Clearing your game of malicious scripts, plugins, and backdoors

This is pretty well written, short and simple, and you’ve pretty much hit the nail on the head. I’d like to note, my script (GameTree) is a little outdated at this point, and I wouldn’t rely on it catching anything recently made due to very common obfuscation techniques now being used. I was thinking about writing a much more advanced plugin sandbox tool to replace GameTree, however I unfortunately am not sure when or if I’ll have time.

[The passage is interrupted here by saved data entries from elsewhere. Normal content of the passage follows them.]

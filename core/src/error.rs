// core/src/error.rs
use anyhow::Error as AnyhowError;
use thiserror::Error;

/// Every failure a shop operation can surface to its caller.
///
/// Business-rule variants carry a human-readable message that is safe to show
/// to clients. `OrderCreationFailed`, `Storage` and `Internal` carry causes that
/// must be logged but never echoed back verbatim.
#[derive(Debug, Error)]
pub enum ShopError {
  /// Duplicate email or username, or a row that is still referenced.
  #[error("{0}")]
  Conflict(String),

  /// Bad credentials, or a missing/invalid/expired bearer token.
  #[error("{0}")]
  Unauthorized(String),

  /// Inactive account or insufficient privilege.
  #[error("{0}")]
  Forbidden(String),

  #[error("{0}")]
  NotFound(String),

  /// Bad quantity, insufficient stock, malformed input, wrong current password.
  #[error("{0}")]
  Validation(String),

  /// The payment collaborator refused the amount. The stub never produces this.
  #[error("Payment processing failed: {0}")]
  PaymentDeclined(String),

  /// Persisting an already-authorized order failed and was rolled back.
  #[error("Failed to create order. Source: {source}")]
  OrderCreationFailed {
    #[source]
    source: AnyhowError,
  },

  #[error("Storage error: {0}")]
  Storage(#[from] sqlx::Error),

  #[error("Internal error: {0}")]
  Internal(String),
}

impl ShopError {
  /// True for failures caused by the request itself rather than by the system.
  pub fn is_business_rule(&self) -> bool {
    matches!(
      self,
      ShopError::Conflict(_)
        | ShopError::Unauthorized(_)
        | ShopError::Forbidden(_)
        | ShopError::NotFound(_)
        | ShopError::Validation(_)
        | ShopError::PaymentDeclined(_)
    )
  }

  pub(crate) fn product_not_found(product_id: i64) -> Self {
    ShopError::NotFound(format!("Product with ID {} not found", product_id))
  }
}

pub type ShopResult<T, E = ShopError> = std::result::Result<T, E>;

On the topic of obfuscated scripts, you can actually view what these scripts do with not too much hassle. You probably will see a lot of weird numbers and backslashes. This is simply a way of rewriting text within a string. Each individual character has its own number, like an id. You can simply copy any text you see and run print with that text in the middle. Additionally, a lot of obfuscated code now uses string.reverse. You can pretty much just copy and paste this exactly how you see it and print it out to see what the text really is.

getfenv is a way scripts can access different, common code with text. For example, getfenv().game will try to access the game instance which is used by code. This also includes certain function, such as require. Using square brackets is a way to simply insert text, or some value from somewhere else instead of typing it normally. This is used in combination with what I mentioned above to hide code.

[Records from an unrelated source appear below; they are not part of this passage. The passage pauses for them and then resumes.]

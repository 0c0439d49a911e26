// core/src/store/memory.rs

//! In-process backend used by the test-suite and by `DATABASE_URL=memory`.
//!
//! All tables sit behind one `parking_lot::Mutex`, so every trait method is
//! atomic with respect to every other. The guard is never held across an
//! `.await`: no method awaits while it holds the lock.

use crate::error::{ShopError, ShopResult};
use crate::models::{
  NewProduct, NewUser, Order, OrderDraft, OrderItem, Product, ProductChanges, ProductQuery, User,
};
use crate::policy::StockPolicy;
use crate::store::{OrderStore, ProductStore, UserStore};
use async_trait::async_trait;
use chrono::Utc;
use parking_lot::Mutex;
use std::collections::BTreeMap;

#[derive(Debug, Default)]
struct Tables {
  products: BTreeMap<i64, Product>,
  users: BTreeMap<i64, User>,
  orders: BTreeMap<i64, Order>,
  next_product_id: i64,
  next_user_id: i64,
  next_order_id: i64,
  next_order_item_id: i64,
}

fn next_id(counter: &mut i64) -> i64 {
  *counter += 1;
  *counter
}

#[derive(Debug, Default)]
pub struct MemoryStore {
  tables: Mutex<Tables>,
}

impl MemoryStore {
  pub fn new() -> Self {
    Self::default()
  }

  /// Number of persisted orders across all users.
  pub fn order_count(&self) -> usize {
    self.tables.lock().orders.len()
  }

  /// Number of persisted order items across all orders.
  pub fn order_item_count(&self) -> usize {
    self.tables.lock().orders.values().map(|o| o.items.len()).sum()
  }

  /// Flips a user's active flag. There is no API for this; it exists for
  /// fixtures and operators.
  pub fn set_user_active(&self, user_id: i64, is_active: bool) -> bool {
    match self.tables.lock().users.get_mut(&user_id) {
      Some(user) => {
        user.is_active = is_active;
        true
      }
      None => false,
    }
  }
}

fn matches_query(product: &Product, query: &ProductQuery) -> bool {
  if query.in_stock_only && product.stock <= 0 {
    return false;
  }
  match &query.search {
    Some(needle) => product.name.to_lowercase().contains(&needle.to_lowercase()),
    None => true,
  }
}

#[async_trait]
impl ProductStore for MemoryStore {
  async fn list(&self, query: &ProductQuery) -> ShopResult<(Vec<Product>, i64)> {
    let tables = self.tables.lock();
    let matching: Vec<&Product> = tables.products.values().filter(|p| matches_query(p, query)).collect();
    let total = matching.len() as i64;
    let page = matching
      .into_iter()
      .skip(query.offset.max(0) as usize)
      .take(query.limit.max(0) as usize)
      .cloned()
      .collect();
    Ok((page, total))
  }

  async fn get(&self, id: i64) -> ShopResult<Option<Product>> {
    Ok(self.tables.lock().products.get(&id).cloned())
  }

  async fn create(&self, new_product: NewProduct) -> ShopResult<Product> {
    let mut tables = self.tables.lock();
    let now = Utc::now();
    let product = Product {
      id: next_id(&mut tables.next_product_id),
      name: new_product.name,
      description: new_product.description,
      price: new_product.price,
      stock: new_product.stock,
      image_url: new_product.image_url,
      category: new_product.category,
      created_at: now,
      updated_at: now,
    };
    tables.products.insert(product.id, product.clone());
    Ok(product)
  }

  async fn update(&self, id: i64, changes: ProductChanges) -> ShopResult<Option<Product>> {
    let mut tables = self.tables.lock();
    let Some(product) = tables.products.get_mut(&id) else {
      return Ok(None);
    };
    if let Some(name) = changes.name {
      product.name = name;
    }
    if let Some(description) = changes.description {
      product.description = Some(description);
    }
    if let Some(price) = changes.price {
      product.price = price;
    }
    if let Some(stock) = changes.stock {
      product.stock = stock;
    }
    if let Some(image_url) = changes.image_url {
      product.image_url = Some(image_url);
    }
    if let Some(category) = changes.category {
      product.category = Some(category);
    }
    product.updated_at = Utc::now();
    Ok(Some(product.clone()))
  }

  async fn delete(&self, id: i64) -> ShopResult<bool> {
    let mut tables = self.tables.lock();
    if !tables.products.contains_key(&id) {
      return Ok(false);
    }
    let referenced = tables
      .orders
      .values()
      .any(|order| order.items.iter().any(|item| item.product_id == id));
    if referenced {
      return Err(ShopError::Conflict(format!(
        "Product with ID {} is referenced by existing orders",
        id
      )));
    }
    tables.products.remove(&id);
    Ok(true)
  }
}

fn ensure_unique(tables: &Tables, email: &str, username: &str, except_id: Option<i64>) -> ShopResult<()> {
  for other in tables.users.values().filter(|u| Some(u.id) != except_id) {
    if other.email == email {
      return Err(ShopError::Conflict("Email already registered".to_string()));
    }
    if other.username == username {
      return Err(ShopError::Conflict("Username already taken".to_string()));
    }
  }
  Ok(())
}

#[async_trait]
impl UserStore for MemoryStore {
  async fn find_by_id(&self, id: i64) -> ShopResult<Option<User>> {
    Ok(self.tables.lock().users.get(&id).cloned())
  }

  async fn find_by_username(&self, username: &str) -> ShopResult<Option<User>> {
    let tables = self.tables.lock();
    Ok(tables.users.values().find(|u| u.username == username).cloned())
  }

  async fn find_by_email(&self, email: &str) -> ShopResult<Option<User>> {
    let tables = self.tables.lock();
    Ok(tables.users.values().find(|u| u.email == email).cloned())
  }

  async fn insert(&self, new_user: NewUser) -> ShopResult<User> {
    let mut tables = self.tables.lock();
    ensure_unique(&tables, &new_user.email, &new_user.username, None)?;
    let user = User {
      id: next_id(&mut tables.next_user_id),
      email: new_user.email,
      username: new_user.username,
      full_name: new_user.full_name,
      hashed_password: new_user.hashed_password,
      is_active: new_user.is_active,
      is_superuser: new_user.is_superuser,
    };
    tables.users.insert(user.id, user.clone());
    Ok(user)
  }

  async fn save(&self, user: &User) -> ShopResult<User> {
    let mut tables = self.tables.lock();
    if !tables.users.contains_key(&user.id) {
      return Err(ShopError::NotFound(format!("User with ID {} not found", user.id)));
    }
    ensure_unique(&tables, &user.email, &user.username, Some(user.id))?;
    tables.users.insert(user.id, user.clone());
    Ok(user.clone())
  }
}

#[async_trait]
impl OrderStore for MemoryStore {
  async fn insert_order(&self, draft: OrderDraft, stock_policy: StockPolicy) -> ShopResult<Order> {
    let mut tables = self.tables.lock();

    // Check every line before touching anything so a failure leaves no trace.
    for item in &draft.items {
      if !tables.products.contains_key(&item.product_id) {
        return Err(ShopError::product_not_found(item.product_id));
      }
    }
    if stock_policy.enforces() {
      let mut remaining: BTreeMap<i64, i32> = BTreeMap::new();
      for item in &draft.items {
        let left = remaining
          .entry(item.product_id)
          .or_insert_with(|| tables.products[&item.product_id].stock);
        if *left < item.quantity {
          return Err(ShopError::Validation(format!(
            "Insufficient stock for product ID {}",
            item.product_id
          )));
        }
        *left -= item.quantity;
      }
      let now = Utc::now();
      for (product_id, left) in remaining {
        if let Some(product) = tables.products.get_mut(&product_id) {
          product.stock = left;
          product.updated_at = now;
        }
      }
    }

    let order_id = next_id(&mut tables.next_order_id);
    let mut items = Vec::with_capacity(draft.items.len());
    for item in &draft.items {
      items.push(OrderItem {
        id: next_id(&mut tables.next_order_item_id),
        order_id,
        product_id: item.product_id,
        quantity: item.quantity,
        unit_price: item.unit_price,
      });
    }
    let order = Order {
      id: order_id,
      user_id: draft.user_id,
      total_amount: draft.total_amount,
      status: draft.status,
      created_at: Utc::now(),
      items,
    };
    tables.orders.insert(order.id, order.clone());
    Ok(order)
  }

  async fn orders_for_user(&self, user_id: &str) -> ShopResult<Vec<Order>> {
    let tables = self.tables.lock();
    let mut orders: Vec<Order> = tables.orders.values().filter(|o| o.user_id == user_id).cloned().collect();
    orders.sort_by(|a, b| b.created_at.cmp(&a.created_at).then(b.id.cmp(&a.id)));
    Ok(orders)
  }

  async fn get_order(&self, id: i64) -> ShopResult<Option<Order>> {
    Ok(self.tables.lock().orders.get(&id).cloned())
  }
}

Here’s an example of what you might see:

getfenv()[string.reverse("eriuqer")](1000*56/10*16)

You may also, like I said, see weird backslashes and numbers instead of something that looks like text. Again, this is just a way of writing text, and in this case it would be used to hide, aka obscure what the script is doing. You can simply take the portion within the square brackets, read to see what you think it’s doing, and simply put it within the parentheses in print(). In this case, assuming you copied everything, you’d see “require” in the output window (which you should generally have enabled, however if you don’t, you can find it in the View tab at the top of studio)

Now, finally, I’ll explain what require is. You may be familiar with what an “asset” is on Roblox. If you’re not, it’s simply something, code, model, place, gamepass, etc that has been uploaded to Roblox. Every asset on Roblox has a unique number given to it. What require does, is essentially it can be given an asset id (the number of an asset) and it can then load that asset (require it) into the game. If that asset meets certain conditions (being a free model with a ModuleScript named MainModule) it can be ran like a script.

The reason that these malicious “backdoors” are inserted into your game is because the owner of those modules can essentially change what code is a part of their module (the thing being required). This allows them to run code on your game just like any script in your game. It also allows them to load in their own asset, code, models, etc without your knowledge. Obviously, you can see why this would be bad.

Hopefully this helps explain what backdoors are, what obfuscation does, and all of that.